Clinical implications

In patients with POAF, i.e. without a prior history of AF, our data are consistent with the notion that one mechanism of AF may be due to a driver of short, regular CL causing fibrillatory conduction and, thereby, clinically manifest AF. Also, the nomenclature of two types of AFL needs reconsideration, as ‘Type II AFL’ really is about AF, unless one considers that ‘Type II AFL’ is just a more rapid form of AFL which causes AF.

Limitations

One limitation of our study is that bipolar AEGs were only recorded from a maximum of three atrial sites. Had we recorded AEGs from more sites, we may have identified rapid, regular activity in more patients with AF, and perhaps in other areas of the atria.

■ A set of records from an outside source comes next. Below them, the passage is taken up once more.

use std::io::{self, IsTerminal};

const RESET: &str = "\x1b[0m";

/// ANSI escape codes for console output, all empty when colors are off
#[derive(Clone, Copy)]
pub struct Colors {
    pub error: &'static str,
    pub warning: &'static str,
    pub success: &'static str,
    pub info: &'static str,
    pub removed: &'static str,
    pub added: &'static str,
    enabled: bool,
}

impl Colors {
    pub fn new(enabled: bool) -> Self {
        if !enabled {
            return Self {
                error: "",
                warning: "",
                success: "",
                info: "",
                removed: "",
                added: "",
                enabled: false,
            };
        }

        Self {
            error: "\x1b[31m",   // Red
            warning: "\x1b[33m", // Yellow
            success: "\x1b[32m", // Green
            info: "\x1b[36m",    // Cyan
            removed: "\x1b[31m",
            added: "\x1b[32m",
            enabled: true,
        }
    }

    pub fn reset(&self) -> &'static str {
        if self.enabled {
            RESET
        } else {
            ""
        }
    }

    /// Wrap `text` in `color` and a reset
    pub fn paint(&self, color: &str, text: &str) -> String {
        format!("{color}{text}{}", self.reset())
    }
}

/// Priority: --no-color > --color > NO_COLOR env > TTY detection
pub fn should_use_colors(force_color: bool, no_color: bool) -> bool {
    if no_color {
        return false;
    }
    if force_color {
        return true;
    }
    if std::env::var_os("NO_COLOR").is_some_and(|v| !v.is_empty()) {
        return false;
    }
    io::stdout().is_terminal()
}
//! Template generation for `--init` command

use std::fs;
use std::io;
use std::path::{Path, PathBuf};

use super::file::CONFIG_FILE_NAME;

/// Template inimerge.toml with documentation
pub const INIMERGE_TOML_TEMPLATE: &str = r#"# inimerge.toml - Configuration for inimerge
#
# inimerge rewrites INI-style files (.editorconfig, *.ini) so that:
# - Repeated [section] headers are folded into the first one
# - Repeated keys inside a section appear only once
# - Comments and blank lines stay where they were
#
# Section names and keys are compared case-insensitively.

[merge]
# What to do when a key repeats inside a section:
#   keep-first        first occurrence wins, later ones are dropped
#   keep-last         later occurrence wins and moves to its own position
#   replace-in-place  first position is kept, later value wins
# Default: "replace-in-place"
# policy = "replace-in-place"

# Line terminator for rewritten files: "lf" or "crlf".
# Falls back to end_of_line in .editorconfig's [*] section, then "lf".
# line_ending = "lf"

# Bytes read per chunk.
# Default: 32768
# chunk_size = 32768
"#;

/// Generate inimerge.toml in the specified directory (or current directory if None).
///
/// Returns an error if inimerge.toml already exists.
pub fn generate_init_file_in(dir: Option<&Path>) -> io::Result<PathBuf> {
    let path = dir.map_or_else(|| PathBuf::from(CONFIG_FILE_NAME), |d| d.join(CONFIG_FILE_NAME));

    if path.exists() {
        return Err(io::Error::new(
            io::ErrorKind::AlreadyExists,
            format!("{CONFIG_FILE_NAME} already exists"),
        ));
    }

    fs::write(&path, INIMERGE_TOML_TEMPLATE)?;
    Ok(path)
}

/// Generate inimerge.toml in the current directory.
pub fn generate_init_file() -> io::Result<PathBuf> {
    generate_init_file_in(None)
}
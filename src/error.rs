//! Error types for the parsing pipeline

use std::fmt;
use std::io;

/// Which grammar rule a malformed line broke
#[derive(Debug, Clone, Copy, PartialEq, Eq)]
pub enum FormatErrorKind {
    /// `[` with no closing `]`
    UnterminatedSection,
    /// Non-blank, non-comment, non-section line without `=`
    MissingEquals,
}

/// A line that does not fit the grammar. Fatal for the whole stream.
#[derive(Debug, Clone, PartialEq, Eq)]
pub struct FormatError {
    /// 1-based line number
    pub line: usize,
    pub kind: FormatErrorKind,
    /// The line as read, before trimming (CR already stripped)
    pub raw: String,
}

impl fmt::Display for FormatError {
    fn fmt(&self, f: &mut fmt::Formatter<'_>) -> fmt::Result {
        match self.kind {
            FormatErrorKind::UnterminatedSection => write!(
                f,
                "line {}: invalid section \"{}\" (missing ']')",
                self.line, self.raw
            ),
            FormatErrorKind::MissingEquals => write!(
                f,
                "line {}: invalid property \"{}\" (missing '=')",
                self.line, self.raw
            ),
        }
    }
}

impl std::error::Error for FormatError {}

/// Everything that can stop a pipeline run
#[derive(Debug)]
pub enum Error {
    /// Malformed input
    Format(FormatError),
    /// The run was cancelled; not a problem with the data
    Cancelled,
    /// Reading from the byte source failed
    Source(io::Error),
    /// Writing to the byte sink failed
    Sink(io::Error),
}

impl Error {
    pub fn is_cancelled(&self) -> bool {
        matches!(self, Error::Cancelled)
    }

    pub fn as_format(&self) -> Option<&FormatError> {
        match self {
            Error::Format(e) => Some(e),
            _ => None,
        }
    }
}

impl fmt::Display for Error {
    fn fmt(&self, f: &mut fmt::Formatter<'_>) -> fmt::Result {
        match self {
            Error::Format(e) => write!(f, "format error: {e}"),
            Error::Cancelled => f.write_str("operation cancelled"),
            Error::Source(e) => write!(f, "failed to read input: {e}"),
            Error::Sink(e) => write!(f, "failed to write output: {e}"),
        }
    }
}

impl std::error::Error for Error {
    fn source(&self) -> Option<&(dyn std::error::Error + 'static)> {
        match self {
            Error::Format(e) => Some(e),
            Error::Cancelled => None,
            Error::Source(e) | Error::Sink(e) => Some(e),
        }
    }
}

impl From<FormatError> for Error {
    fn from(e: FormatError) -> Self {
        Error::Format(e)
    }
}
// roiwatch/src/error.rs
//
// Error taxonomy for batch evaluation.
//
//   InvalidRecord  a row carries a malformed label / score / amount.
//                  The whole batch is rejected; nothing is coerced.
//   Configuration  the deployment config cannot evaluate this batch
//                  (missing cost entry, bad field names, unusable rates).
//   Overflow       a contribution or total left the finite f64 range.
//
// "No baseline rates" is deliberately absent here: it is a valid deployment
// shape and surfaces as ProjectionStatus::MissingBaseline on the Summary.

use crate::records::Outcome;

pub type Result<T> = std::result::Result<T, RoiError>;

#[derive(Debug, Clone, PartialEq, thiserror::Error)]
pub enum RoiError {
    #[error("invalid record #{index}: field `{field}` {reason}")]
    InvalidRecord {
        index:  usize,
        field:  String,
        reason: String,
    },

    #[error("configuration error: {0}")]
    Configuration(#[from] ConfigError),

    #[error("ROI overflow: {context} is not a finite number")]
    Overflow { context: String },
}

impl RoiError {
    pub fn invalid_record(index: usize, field: impl Into<String>, reason: impl Into<String>) -> Self {
        Self::InvalidRecord { index, field: field.into(), reason: reason.into() }
    }

    pub fn is_invalid_record(&self) -> bool {
        matches!(self, Self::InvalidRecord { .. })
    }

    pub fn is_configuration(&self) -> bool {
        matches!(self, Self::Configuration(_))
    }
}

#[derive(Debug, Clone, PartialEq, thiserror::Error)]
pub enum ConfigError {
    #[error("cost table has no entry for outcome {outcome}")]
    MissingCost { outcome: Outcome },

    #[error("cost for outcome {outcome} is not a finite number")]
    NonFiniteCost { outcome: Outcome },

    #[error("{role} field name is empty")]
    MissingFieldName { role: &'static str },

    #[error("field name `{name}` is mapped to more than one role")]
    DuplicateFieldName { name: String },

    #[error("baseline rate {rate}={value} is outside [0, 1]")]
    RateOutOfRange { rate: &'static str, value: f64 },

    #[error("projection formula `{formula}` needs baseline rate {missing}")]
    IncompleteRates { formula: &'static str, missing: &'static str },

    #[error("unknown projection formula `{name}`")]
    UnknownFormula { name: String },

    #[error("cannot parse configuration: {reason}")]
    Parse { reason: String },

    #[error("cannot read configuration {path}: {reason}")]
    Io { path: String, reason: String },

    #[error("cannot serialize configuration: {reason}")]
    Serialize { reason: String },
}

#[cfg(test)]
mod tests {
    use super::*;

    #[test]
    fn config_errors_wrap_into_roi_error() {
        let err: RoiError = ConfigError::MissingCost { outcome: Outcome::Fn }.into();
        assert!(err.is_configuration());
        assert!(!err.is_invalid_record());
        assert_eq!(
            err.to_string(),
            "configuration error: cost table has no entry for outcome FN"
        );
    }

    #[test]
    fn overflow_is_neither_record_nor_configuration() {
        let err = RoiError::Overflow { context: "actual ROI total".into() };
        assert!(!err.is_configuration());
        assert!(!err.is_invalid_record());
        assert_eq!(err.to_string(), "ROI overflow: actual ROI total is not a finite number");
    }

    #[test]
    fn invalid_record_message_names_row_and_field() {
        let err = RoiError::invalid_record(3, "label_value", "must be 0 or 1, got 2");
        assert!(err.is_invalid_record());
        assert_eq!(
            err.to_string(),
            "invalid record #3: field `label_value` must be 0 or 1, got 2"
        );
    }
}
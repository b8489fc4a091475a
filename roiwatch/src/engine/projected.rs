// roiwatch/src/engine/projected.rs
//
// Projected ROI: what the batch would earn in expectation given only the
// model's predictions and its baseline confusion rates. Actual labels are
// never read here.
//
// Per record: amount × m(prediction), where m is the deployment's blending
// rule. A predicted positive can only end up TP or FP, a predicted negative
// TN or FN, so every rule mixes within those pairs. Built-in rules:
//
//   expected_value   pos: TPR·TP + (1−TPR)·FP      neg: TNR·TN + (1−TNR)·FN
//   offset           pos: TPR·TP + (1 − TPR·FP)    neg: TNR·TN + (1 − TNR·FN)
//   full_rates       pos: TPR·TP + FPR·FP          neg: TNR·TN + FNR·FN
//
// `offset` reproduces the figures existing credit-risk dashboards were
// built on. Custom rules plug in through ProjectionFormula.

use crate::config::{BaselineRates, Convention, CostTable, FormulaKind};
use crate::error::{ConfigError, RoiError};
use crate::records::{Outcome, Record};

use super::classifier::{predicted, Prediction};
use super::sum::{finite, round2, CompensatedSum};

pub trait ProjectionFormula: Send + Sync {
    fn name(&self) -> &str;

    /// Expected cost multiplier for one record with the given prediction.
    fn expected_multiplier(
        &self,
        prediction: Prediction,
        rates:      &BaselineRates,
        costs:      &CostTable,
    ) -> Result<f64, ConfigError>;
}

// ── Built-in rules ────────────────────────────────────────────────────────────

#[derive(Debug, Clone, Copy, Default)]
pub struct ExpectedValue;

impl ProjectionFormula for ExpectedValue {
    fn name(&self) -> &str { FormulaKind::ExpectedValue.as_str() }

    fn expected_multiplier(&self, prediction: Prediction, rates: &BaselineRates, costs: &CostTable) -> Result<f64, ConfigError> {
        Ok(match prediction {
            Prediction::Positive => rates.tpr * costs.get(Outcome::Tp)? + (1.0 - rates.tpr) * costs.get(Outcome::Fp)?,
            Prediction::Negative => rates.tnr * costs.get(Outcome::Tn)? + (1.0 - rates.tnr) * costs.get(Outcome::Fn)?,
        })
    }
}

#[derive(Debug, Clone, Copy, Default)]
pub struct Offset;

impl ProjectionFormula for Offset {
    fn name(&self) -> &str { FormulaKind::Offset.as_str() }

    fn expected_multiplier(&self, prediction: Prediction, rates: &BaselineRates, costs: &CostTable) -> Result<f64, ConfigError> {
        Ok(match prediction {
            Prediction::Positive => rates.tpr * costs.get(Outcome::Tp)? + (1.0 - rates.tpr * costs.get(Outcome::Fp)?),
            Prediction::Negative => rates.tnr * costs.get(Outcome::Tn)? + (1.0 - rates.tnr * costs.get(Outcome::Fn)?),
        })
    }
}

#[derive(Debug, Clone, Copy, Default)]
pub struct FullRates;

impl ProjectionFormula for FullRates {
    fn name(&self) -> &str { FormulaKind::FullRates.as_str() }

    fn expected_multiplier(&self, prediction: Prediction, rates: &BaselineRates, costs: &CostTable) -> Result<f64, ConfigError> {
        let missing = |rate| ConfigError::IncompleteRates { formula: "full_rates", missing: rate };
        Ok(match prediction {
            Prediction::Positive => {
                let fpr = rates.fpr.ok_or_else(|| missing("FPR"))?;
                rates.tpr * costs.get(Outcome::Tp)? + fpr * costs.get(Outcome::Fp)?
            }
            Prediction::Negative => {
                let fnr = rates.fnr.ok_or_else(|| missing("FNR"))?;
                rates.tnr * costs.get(Outcome::Tn)? + fnr * costs.get(Outcome::Fn)?
            }
        })
    }
}

pub fn builtin(kind: FormulaKind) -> Box<dyn ProjectionFormula> {
    match kind {
        FormulaKind::ExpectedValue => Box::new(ExpectedValue),
        FormulaKind::Offset        => Box::new(Offset),
        FormulaKind::FullRates     => Box::new(FullRates),
    }
}

// ── Aggregation ───────────────────────────────────────────────────────────────

#[derive(Debug, Clone, Copy, PartialEq)]
pub struct ProjectedRoi {
    pub raw:     f64,
    pub rounded: f64,
}

pub fn projected_roi(
    records:    &[Record],
    convention: Convention,
    rates:      &BaselineRates,
    costs:      &CostTable,
    formula:    &dyn ProjectionFormula,
) -> Result<ProjectedRoi, RoiError> {
    // Multipliers depend only on the prediction; resolve each class once,
    // and only if it occurs (a missing FN cost must not fail an all-positive batch).
    let mut positive: Option<f64> = None;
    let mut negative: Option<f64> = None;
    let mut total = CompensatedSum::new();

    for (i, record) in records.iter().enumerate() {
        let prediction = predicted(record, convention);
        let slot = match prediction {
            Prediction::Positive => &mut positive,
            Prediction::Negative => &mut negative,
        };
        let m = match *slot {
            Some(m) => m,
            None => {
                let m = formula.expected_multiplier(prediction, rates, costs)?;
                *slot = Some(m);
                m
            }
        };
        total.add(finite(record.amount * m, || format!("projected contribution of record #{i}"))?);
    }

    let raw = finite(total.value(), || "projected ROI total".to_string())?;
    Ok(ProjectedRoi { raw, rounded: round2(raw) })
}
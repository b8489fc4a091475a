// roiwatch/src/config.rs
//
// Deployment configuration: loaded once, validated once, then shared
// read-only by every batch evaluation. There is no process-global state:
// callers hold a RoiConfig and pass it by reference.
//
// File format (JSON):
//   {
//     "amount_field": "credit_amount",
//     "label_field":  "label_value",
//     "score_field":  "score",
//     "convention":   "A",
//     "cost_table":   { "TP": 1.5, "FP": -2, "TN": 2, "FN": -1.5 },
//     "baseline_rates":     { "TPR": 0.53125, "TNR": 0.8772 },   // optional
//     "projection_formula": "offset"                              // optional
//   }

use std::collections::BTreeMap;
use std::path::Path;
use std::str::FromStr;

use serde::{Deserialize, Serialize};

use crate::error::ConfigError;
use crate::records::{Class, Outcome};

// ── Field mapping ─────────────────────────────────────────────────────────────

/// Column names of the three fields the core reads from each row.
#[derive(Debug, Clone, PartialEq, Eq, Serialize, Deserialize)]
pub struct FieldMap {
    pub amount_field: String,
    pub label_field:  String,
    pub score_field:  String,
}

impl FieldMap {
    fn validate(&self) -> Result<(), ConfigError> {
        let roles = [
            ("amount", &self.amount_field),
            ("label", &self.label_field),
            ("score", &self.score_field),
        ];
        for (role, name) in roles {
            if name.trim().is_empty() {
                return Err(ConfigError::MissingFieldName { role });
            }
        }
        if self.amount_field == self.label_field || self.amount_field == self.score_field {
            return Err(ConfigError::DuplicateFieldName { name: self.amount_field.clone() });
        }
        if self.label_field == self.score_field {
            return Err(ConfigError::DuplicateFieldName { name: self.label_field.clone() });
        }
        Ok(())
    }
}

// ── Polarity convention ───────────────────────────────────────────────────────

/// Which label value denotes the positive class. Domain-specific; there is
/// no default and it is never inferred from data.
#[derive(Debug, Clone, Copy, PartialEq, Eq, Hash, Serialize, Deserialize)]
pub enum Convention {
    /// Positive class labeled 1.
    #[serde(rename = "A", alias = "a", alias = "positive_one")]
    A,
    /// Positive class labeled 0.
    #[serde(rename = "B", alias = "b", alias = "positive_zero")]
    B,
}

impl Convention {
    pub fn positive_class(self) -> Class {
        match self {
            Self::A => Class::One,
            Self::B => Class::Zero,
        }
    }
}

impl FromStr for Convention {
    type Err = String;

    fn from_str(s: &str) -> Result<Self, Self::Err> {
        match s {
            "A" | "a" | "positive_one"  => Ok(Self::A),
            "B" | "b" | "positive_zero" => Ok(Self::B),
            other => Err(format!("unknown convention `{}` (expected A or B)", other)),
        }
    }
}

impl std::fmt::Display for Convention {
    fn fmt(&self, f: &mut std::fmt::Formatter<'_>) -> std::fmt::Result {
        match self {
            Self::A => write!(f, "A"),
            Self::B => write!(f, "B"),
        }
    }
}

// ── Cost table ────────────────────────────────────────────────────────────────

/// Signed monetary multiplier per outcome bucket. Entries may be omitted;
/// a lookup for an absent entry is a configuration error, never zero.
#[derive(Debug, Clone, Default, PartialEq, Serialize, Deserialize)]
#[serde(transparent)]
pub struct CostTable(BTreeMap<Outcome, f64>);

impl CostTable {
    pub fn new(tp: f64, fp: f64, tn: f64, fn_: f64) -> Self {
        Self(
            [(Outcome::Tp, tp), (Outcome::Fp, fp), (Outcome::Tn, tn), (Outcome::Fn, fn_)]
                .into_iter()
                .collect(),
        )
    }

    pub fn with(mut self, outcome: Outcome, cost: f64) -> Self {
        self.0.insert(outcome, cost);
        self
    }

    pub fn without(mut self, outcome: Outcome) -> Self {
        self.0.remove(&outcome);
        self
    }

    pub fn get(&self, outcome: Outcome) -> Result<f64, ConfigError> {
        self.0.get(&outcome).copied().ok_or(ConfigError::MissingCost { outcome })
    }

    pub fn iter(&self) -> impl Iterator<Item = (Outcome, f64)> + '_ {
        self.0.iter().map(|(o, c)| (*o, *c))
    }

    fn validate(&self) -> Result<(), ConfigError> {
        for (outcome, cost) in self.iter() {
            if !cost.is_finite() {
                return Err(ConfigError::NonFiniteCost { outcome });
            }
        }
        Ok(())
    }
}

// ── Baseline rates ────────────────────────────────────────────────────────────

/// Classifier behaviour measured on reference data.
#[derive(Debug, Clone, Copy, PartialEq, Serialize, Deserialize)]
pub struct BaselineRates {
    #[serde(rename = "TPR", alias = "tpr")]
    pub tpr: f64,
    #[serde(rename = "TNR", alias = "tnr")]
    pub tnr: f64,
    #[serde(rename = "FPR", alias = "fpr", default, skip_serializing_if = "Option::is_none")]
    pub fpr: Option<f64>,
    #[serde(rename = "FNR", alias = "fnr", default, skip_serializing_if = "Option::is_none")]
    pub fnr: Option<f64>,
}

impl BaselineRates {
    pub fn new(tpr: f64, tnr: f64) -> Self {
        Self { tpr, tnr, fpr: None, fnr: None }
    }

    pub fn with_error_rates(mut self, fpr: f64, fnr: f64) -> Self {
        self.fpr = Some(fpr);
        self.fnr = Some(fnr);
        self
    }

    fn validate(&self) -> Result<(), ConfigError> {
        let rates = [
            ("TPR", Some(self.tpr)),
            ("TNR", Some(self.tnr)),
            ("FPR", self.fpr),
            ("FNR", self.fnr),
        ];
        for (rate, value) in rates {
            if let Some(value) = value {
                // NaN fails the range check too
                if !(0.0..=1.0).contains(&value) {
                    return Err(ConfigError::RateOutOfRange { rate, value });
                }
            }
        }
        Ok(())
    }
}

// ── Projection formula selector ───────────────────────────────────────────────

/// Built-in projection blending rules. See engine::projected.
#[derive(Debug, Clone, Copy, PartialEq, Eq, Hash, Serialize)]
#[serde(rename_all = "snake_case")]
pub enum FormulaKind {
    ExpectedValue,
    Offset,
    FullRates,
}

impl FormulaKind {
    pub fn as_str(self) -> &'static str {
        match self {
            Self::ExpectedValue => "expected_value",
            Self::Offset        => "offset",
            Self::FullRates     => "full_rates",
        }
    }
}

impl FromStr for FormulaKind {
    type Err = ConfigError;

    fn from_str(s: &str) -> Result<Self, Self::Err> {
        match s {
            "expected_value" => Ok(Self::ExpectedValue),
            "offset"         => Ok(Self::Offset),
            "full_rates"     => Ok(Self::FullRates),
            other => Err(ConfigError::UnknownFormula { name: other.to_string() }),
        }
    }
}

// ── Top-level config ──────────────────────────────────────────────────────────

#[derive(Debug, Clone, PartialEq, Serialize)]
pub struct RoiConfig {
    #[serde(flatten)]
    pub fields:             FieldMap,
    pub convention:         Convention,
    pub cost_table:         CostTable,
    pub baseline_rates:     Option<BaselineRates>,
    pub projection_formula: Option<FormulaKind>,
}

/// On-disk shape. The formula stays a string here so an unknown name maps
/// to ConfigError::UnknownFormula instead of a generic parse failure.
#[derive(Debug, Deserialize)]
struct ConfigFile {
    #[serde(flatten)]
    fields:             FieldMap,
    convention:         Convention,
    cost_table:         CostTable,
    #[serde(default)]
    baseline_rates:     Option<BaselineRates>,
    #[serde(default)]
    projection_formula: Option<String>,
}

impl RoiConfig {
    pub fn new(fields: FieldMap, convention: Convention, cost_table: CostTable) -> Self {
        Self { fields, convention, cost_table, baseline_rates: None, projection_formula: None }
    }

    pub fn with_baseline(mut self, rates: BaselineRates) -> Self {
        self.baseline_rates = Some(rates);
        self
    }

    pub fn with_formula(mut self, formula: FormulaKind) -> Self {
        self.projection_formula = Some(formula);
        self
    }

    /// Reference credit-risk deployment: positive class labeled 1, baseline
    /// rates measured on the training holdout.
    pub fn credit_example() -> Self {
        Self::new(
            FieldMap {
                amount_field: "credit_amount".into(),
                label_field:  "label_value".into(),
                score_field:  "score".into(),
            },
            Convention::A,
            CostTable::new(1.5, -2.0, 2.0, -1.5),
        )
        .with_baseline(BaselineRates::new(0.53125, 0.8772321428571429))
        .with_formula(FormulaKind::Offset)
    }

    pub fn from_json_str(s: &str) -> Result<Self, ConfigError> {
        let file: ConfigFile =
            serde_json::from_str(s).map_err(|e| ConfigError::Parse { reason: e.to_string() })?;
        let projection_formula = file
            .projection_formula
            .as_deref()
            .map(FormulaKind::from_str)
            .transpose()?;
        let cfg = Self {
            fields:         file.fields,
            convention:     file.convention,
            cost_table:     file.cost_table,
            baseline_rates: file.baseline_rates,
            projection_formula,
        };
        cfg.validate()?;
        Ok(cfg)
    }

    pub fn load(path: &Path) -> Result<Self, ConfigError> {
        let content = std::fs::read_to_string(path).map_err(|e| ConfigError::Io {
            path:   path.display().to_string(),
            reason: e.to_string(),
        })?;
        Self::from_json_str(&content)
    }

    pub fn validate(&self) -> Result<(), ConfigError> {
        self.fields.validate()?;
        self.cost_table.validate()?;
        if let Some(rates) = &self.baseline_rates {
            rates.validate()?;
            if self.projection_formula == Some(FormulaKind::FullRates) {
                if rates.fpr.is_none() {
                    return Err(ConfigError::IncompleteRates { formula: "full_rates", missing: "FPR" });
                }
                if rates.fnr.is_none() {
                    return Err(ConfigError::IncompleteRates { formula: "full_rates", missing: "FNR" });
                }
            }
        }
        Ok(())
    }

    pub fn to_json_pretty(&self) -> Result<String, ConfigError> {
        serde_json::to_string_pretty(self).map_err(|e| ConfigError::Serialize { reason: e.to_string() })
    }
}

However, as we indicated, we think it is striking that with at most three strategically placed electrode pairs, we were able to demonstrate regular AEG CL and constant morphology in 73% of our patients with POAF. We believe that this is an important new finding. Although determining the mechanism of the driver was not part of this study's objective, we do point out the similarity of this finding with this type of AF with our very well-studied CSP model, which supports the notion that this type of AF in patients may be due to a single reentrant driver of short CL that produces fibrillatory conduction. Finally, since we only recorded for relatively short intervals, we did not determine whether the rapid, regular rhythm we recorded was constant during the entire course of AF in each episode, or whether, in fact, it changed.

Conclusions

In the majority of patients studied with new-onset POAF, a regular, rhythm with short AEG CLs and constant AEG morphology was present, primarily in the LA. On re-examination of our previous reports in 12 patients with ‘Type II AFL’, the regular AEGs of short CLs and the ECG recordings mirrored the findings of new-onset POAF in the present study. Extrapolating from a well-studied animal model counterpart, all this is consistent with the notion that a driver maintaining AF may have been present in or near the area of rapid, regular activation.

Funding

The research was supported in part by Jennie Zoline, Blue Dot, Glenstone, and MCJ Amelior Foundation.

Conflict of interest: none declared.